Hard braking, measured by Wunelli as a G-force which is enough to propel a handbag on the front seat into the foot well, is a strong indication of driver distraction and has been proven to have a direct correlation with car accidents. Wunelli has established that an average driver will hard brake once every 50 miles. If he/she is on a mobile phone, hard braking almost doubles.
Men use their mobile at the wheel almost double the time women do and motorists between the ages of 25-35 put themselves at most risk of danger by using their mobile phone hand held at the wheel more than any other age group analysed. Despite the obvious risks, a quarter of calls taken or made in the car are done illegally hand held, and most of these calls are on lower speed, built up roads (40mph or under). This may be a key factor in these roads having 11 times more accidents than motorways.
Wunelli’s analysis also found average vehicle speed decreases a third when drivers are on a call (not on hands free), a further reflection of the level of distraction drivers have when they are using a mobile phone.
The findings have been revealed as the Government gathers evidence as part of a public consultation on stricter penalties for using a hand held mobile phone whilst driving. This latest body of research from Wunelli, a LexisNexis Risk Solutions company, shows, for the first time, exactly how driving behaviour is affected when motorists use their phone at the wheel, whether hand held or hands free and suggests that hands free mobile phone calls while not as dangerous as hand held, should be strongly discouraged to support safer driving.
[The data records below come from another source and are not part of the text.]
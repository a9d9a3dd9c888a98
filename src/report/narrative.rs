//! Conclusion prose and rule-based recommendations.

use super::ReportMetrics;
use crate::core::{Task, TaskStatus};
use crate::util::format_duration_ms;
use serde_json::Value;

/// Relative drift from the estimate that is worth flagging.
const DRIFT_THRESHOLD: f64 = 0.5;

fn plural(count: usize, one: &str, many: &str) -> String {
    if count == 1 {
        format!("{} {}", count, one)
    } else {
        format!("{} {}", count, many)
    }
}

fn opening(task: &Task, metrics: &ReportMetrics) -> String {
    let done = task.completed_steps();
    let total = task.steps.len();
    match task.status {
        TaskStatus::Completed if metrics.success_rate >= 1.0 => format!(
            "Task \"{}\" completed successfully: all {} finished.",
            task.description,
            plural(total, "step", "steps")
        ),
        TaskStatus::Completed => format!(
            "Task \"{}\" completed with partial success: {} of {} steps finished.",
            task.description, done, total
        ),
        TaskStatus::Failed if done > 0 => format!(
            "Task \"{}\" failed after partial progress ({} of {} steps): {}.",
            task.description,
            done,
            total,
            task.error.as_deref().unwrap_or("unknown error")
        ),
        TaskStatus::Failed => format!(
            "Task \"{}\" failed: {}.",
            task.description,
            task.error.as_deref().unwrap_or("unknown error")
        ),
        TaskStatus::Cancelled => format!(
            "Task \"{}\" was cancelled after {} of {} steps.",
            task.description, done, total
        ),
        TaskStatus::Pending => format!(
            "Task \"{}\" is queued and has not started yet.",
            task.description
        ),
        TaskStatus::InProgress | TaskStatus::Retrying => format!(
            "Task \"{}\" is in progress: {} of {} steps finished so far.",
            task.description, done, total
        ),
    }
}

fn array_len(result: &Value, key: &str) -> Option<usize> {
    result.get(key).and_then(Value::as_array).map(Vec::len)
}

/// Sentences describing recognizable parts of the result.
fn highlights(result: Option<&Value>) -> Vec<String> {
    let Some(result) = result else {
        return Vec::new();
    };
    let mut out = Vec::new();
    if let Some(n) = array_len(result, "sources") {
        out.push(format!("Gathered {}.", plural(n, "verified source", "verified sources")));
    }
    if let Some(n) = array_len(result, "patterns") {
        out.push(format!("Detected {}.", plural(n, "pattern", "patterns")));
    }
    if let Some(n) = array_len(result, "insights") {
        out.push(format!("Produced {}.", plural(n, "insight", "insights")));
    }
    if let Some(words) = result.get("word_count").and_then(Value::as_u64) {
        out.push(format!("Generated content of {} words.", words));
    }
    out
}

fn performance(task: &Task, metrics: &ReportMetrics) -> String {
    format!(
        "Performance: {} total, {:.0}% step success rate, {}.",
        format_duration_ms(metrics.total_duration_ms),
        metrics.success_rate * 100.0,
        plural(task.retry_count as usize, "retry", "retries")
    )
}

fn closing(task: &Task) -> &'static str {
    match task.status {
        TaskStatus::Completed => "The result is ready to use.",
        TaskStatus::Failed => "See the recommendations before creating a new attempt.",
        TaskStatus::Cancelled => "No further work will be done on this task.",
        _ => "This report will be refreshed when the task finishes.",
    }
}

/// Narrative summary keyed off status and success rate.
pub fn conclusion(task: &Task, metrics: &ReportMetrics) -> String {
    let mut parts = vec![opening(task, metrics)];
    parts.extend(highlights(task.result.as_ref()));
    parts.push(performance(task, metrics));
    parts.push(closing(task).to_string());
    parts.join(" ")
}

pub fn recommendations(task: &Task, metrics: &ReportMetrics) -> Vec<String> {
    let mut out = Vec::new();

    let failed: Vec<&str> = task
        .steps
        .iter()
        .filter(|s| s.is_failed())
        .map(|s| s.name.as_str())
        .collect();
    if !failed.is_empty() {
        out.push(format!(
            "{} failed ({}); check the step errors and the inputs they depend on.",
            plural(failed.len(), "step", "steps"),
            failed.join(", ")
        ));
    }

    if task.retry_count > 0 {
        out.push(format!(
            "The task needed {}; look for flaky dependencies or widen the retry backoff.",
            plural(task.retry_count as usize, "retry", "retries")
        ));
    }

    if task.status.is_terminal() && task.estimated_duration_ms > 0 && metrics.total_duration_ms > 0
    {
        let estimate = task.estimated_duration_ms as f64;
        let drift = (metrics.total_duration_ms as f64 - estimate) / estimate;
        if drift > DRIFT_THRESHOLD {
            out.push(format!(
                "Took {:.0}% longer than the {} estimate; the plan may underestimate its steps.",
                drift * 100.0,
                format_duration_ms(task.estimated_duration_ms)
            ));
        } else if drift < -DRIFT_THRESHOLD {
            out.push(format!(
                "Finished {:.0}% faster than the {} estimate; the estimate may be too conservative.",
                -drift * 100.0,
                format_duration_ms(task.estimated_duration_ms)
            ));
        }
    }

    match task.status {
        TaskStatus::Completed if task.retry_count == 0 && metrics.success_rate >= 1.0 => {
            out.push("Clean run: every step succeeded on the first attempt.".to_string())
        }
        TaskStatus::Cancelled => {
            out.push("The task was cancelled; create a new task to run it again.".to_string())
        }
        _ => {}
    }

    out
}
Paul Stacy, Founding Director for Wunelli, said: “Driving a car is the most dangerous activity most people will ever do. Based on Government data, over an average life-time every person will have eight friends or family members injured in a traffic accident and at least one killed or seriously injured. So why do people make a dangerous activity like driving more risky by using their smartphones? The fact that we all started to use phones in our cars 10 years before the Government in the UK banned use while driving, means we need re-think our attitude to mobile phone use, and mute the mobile when we make a journey.
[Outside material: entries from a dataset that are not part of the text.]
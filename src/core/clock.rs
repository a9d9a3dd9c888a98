//! Time source used for every task and step timestamp.

use chrono::{DateTime, Duration, Utc};
use parking_lot::Mutex;

pub trait Clock: Send + Sync {
    fn now(&self) -> DateTime<Utc>;
}

/// Wall-clock time.
#[derive(Debug, Clone, Copy, Default)]
pub struct SystemClock;

impl Clock for SystemClock {
    fn now(&self) -> DateTime<Utc> {
        Utc::now()
    }
}

/// A clock that only moves when told to.
#[derive(Debug)]
pub struct ManualClock {
    now: Mutex<DateTime<Utc>>,
}

impl ManualClock {
    pub fn new(start: DateTime<Utc>) -> Self {
        Self {
            now: Mutex::new(start),
        }
    }

    pub fn advance(&self, by: Duration) {
        let mut now = self.now.lock();
        *now = *now + by;
    }

    pub fn set(&self, to: DateTime<Utc>) {
        *self.now.lock() = to;
    }
}

impl Clock for ManualClock {
    fn now(&self) -> DateTime<Utc> {
        *self.now.lock()
    }
}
“This data comes from telematics smartphone devices. Telematics policies reward good driving and provide feedback to drivers on the risks they face. The benefits to safer driving are significant so it would be a positive step if the UK Government encouraged more telematics policies by making them exempt from Insurance Premium Tax (IPT) rather than further increasing the cost of insurance, through the 0.5% hike announced in the March Budget, bringing IPT to 10%. We think the societal benefits would far out weight the loss in tax revenues.”
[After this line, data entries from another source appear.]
//! Diagnostic file logging for the task engine.
//!
//! Log levels:
//! - ERROR: Task failures the engine could not absorb, persistence failures
//! - WARN: Retries, rollbacks, cancellations, dropped events
//! - INFO: Task lifecycle (created, dispatched, finished)
//! - DEBUG: Step transitions, backoff delays, scheduling passes
//! - TRACE: Snapshot writes and event delivery
//!
//! Debug mode can be enabled with `--debug` flag or `TASKPILOT_DEBUG=1` env var.
//! Nothing is written until one of the `init*` functions has been called, so
//! library users and tests get a silent logger by default.

use std::fs::OpenOptions;
use std::io::Write;
use std::path::{Path, PathBuf};
use std::sync::atomic::{AtomicBool, AtomicU8, Ordering};
use std::sync::OnceLock;

static LOG_PATH: OnceLock<PathBuf> = OnceLock::new();
static DEBUG_ENABLED: AtomicBool = AtomicBool::new(false);
static LOG_LEVEL: AtomicU8 = AtomicU8::new(LogLevel::Info as u8);

/// Log levels for filtering messages.
#[derive(Debug, Clone, Copy, PartialEq, Eq, PartialOrd, Ord)]
#[repr(u8)]
pub enum LogLevel {
    Error = 0,
    Warn = 1,
    Info = 2,
    Debug = 3,
    Trace = 4,
}

impl LogLevel {
    pub fn as_str(&self) -> &'static str {
        match self {
            LogLevel::Error => "ERROR",
            LogLevel::Warn => "WARN",
            LogLevel::Info => "INFO",
            LogLevel::Debug => "DEBUG",
            LogLevel::Trace => "TRACE",
        }
    }

    fn from_u8(v: u8) -> Self {
        match v {
            0 => LogLevel::Error,
            1 => LogLevel::Warn,
            2 => LogLevel::Info,
            3 => LogLevel::Debug,
            _ => LogLevel::Trace,
        }
    }
}

/// Initialize logging to ~/.taskpilot/taskpilot.log
pub fn init() {
    init_with_debug(false);
}

/// Initialize logging in the default location with explicit debug mode.
pub fn init_with_debug(debug: bool) {
    if let Some(dir) = dirs::home_dir().map(|h| h.join(".taskpilot")) {
        let _ = std::fs::create_dir_all(&dir);
        init_at(&dir.join("taskpilot.log"), debug);
    } else {
        apply_level(debug);
    }
}

/// Initialize logging to an explicit file.
///
/// The file is truncated on startup. Only the first call wins the path;
/// later calls still update the level.
pub fn init_at(path: &Path, debug: bool) {
    apply_level(debug);
    let _ = std::fs::write(path, "");
    LOG_PATH.set(path.to_path_buf()).ok();
}

fn apply_level(debug: bool) {
    let env_debug = std::env::var("TASKPILOT_DEBUG")
        .map(|v| v == "1" || v.to_lowercase() == "true")
        .unwrap_or(false);

    let debug_enabled = debug || env_debug;
    DEBUG_ENABLED.store(debug_enabled, Ordering::SeqCst);

    let level = if debug_enabled {
        LogLevel::Debug
    } else {
        LogLevel::Info
    };
    LOG_LEVEL.store(level as u8, Ordering::SeqCst);
}

/// Check if debug mode is enabled.
pub fn is_debug() -> bool {
    DEBUG_ENABLED.load(Ordering::Relaxed)
}

/// Set the minimum log level for output.
pub fn set_level(level: LogLevel) {
    LOG_LEVEL.store(level as u8, Ordering::SeqCst);
}

/// Get the current log level.
pub fn get_level() -> LogLevel {
    LogLevel::from_u8(LOG_LEVEL.load(Ordering::Relaxed))
}

/// Path of the active log file, if logging was initialised.
pub fn path() -> Option<&'static Path> {
    LOG_PATH.get().map(PathBuf::as_path)
}

/// Log a message at the specified level.
pub fn log_at(level: LogLevel, msg: &str) {
    if level > get_level() {
        return;
    }

    if let Some(path) = LOG_PATH.get() {
        if let Ok(mut file) = OpenOptions::new().create(true).append(true).open(path) {
            let timestamp = chrono::Local::now().format("%H:%M:%S%.3f");
            let _ = writeln!(file, "[{}] [{}] {}", timestamp, level.as_str(), msg);
        }
    }
}

pub fn log(msg: &str) {
    log_at(LogLevel::Info, msg);
}

pub fn error(msg: &str) {
    log_at(LogLevel::Error, msg);
}

pub fn warn(msg: &str) {
    log_at(LogLevel::Warn, msg);
}

pub fn info(msg: &str) {
    log_at(LogLevel::Info, msg);
}

/// Only written in debug mode.
pub fn debug(msg: &str) {
    log_at(LogLevel::Debug, msg);
}

pub fn trace(msg: &str) {
    log_at(LogLevel::Trace, msg);
}

/// Log macro for INFO level.
#[macro_export]
macro_rules! tlog {
    ($($arg:tt)*) => {
        $crate::log::log(&format!($($arg)*))
    };
}

/// Log macro for ERROR level.
#[macro_export]
macro_rules! tlog_error {
    ($($arg:tt)*) => {
        $crate::log::error(&format!($($arg)*))
    };
}

/// Log macro for WARN level.
#[macro_export]
macro_rules! tlog_warn {
    ($($arg:tt)*) => {
        $crate::log::warn(&format!($($arg)*))
    };
}

/// Log macro for DEBUG level (only logs when debug mode is enabled).
#[macro_export]
macro_rules! tlog_debug {
    ($($arg:tt)*) => {
        $crate::log::debug(&format!($($arg)*))
    };
}

/// Log macro for TRACE level.
#[macro_export]
macro_rules! tlog_trace {
    ($($arg:tt)*) => {
        $crate::log::trace(&format!($($arg)*))
    };
}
Kevin Clinton, head of road safety at the Royal Society for the Prevention of Accidents (RoSPA), said: “This is yet more evidence of the danger of using a mobile phone while driving. Drivers who use a phone, whether it’s hand-held or hands-free, are much less aware of what’s happening on the road around them, react more slowly and take longer to stop. It substantially increases the risk of crashing, and injuring or even killing an innocent person. Drivers should switch off their phones while driving, and return calls and texts when they have stopped in a safe place.
“Wunelli’s research also demonstrates the benefits of telematics, which can show drivers aspects of their driving that could be improved, when they might not even realise this, to reduce their risk and keep their insurance costs down.”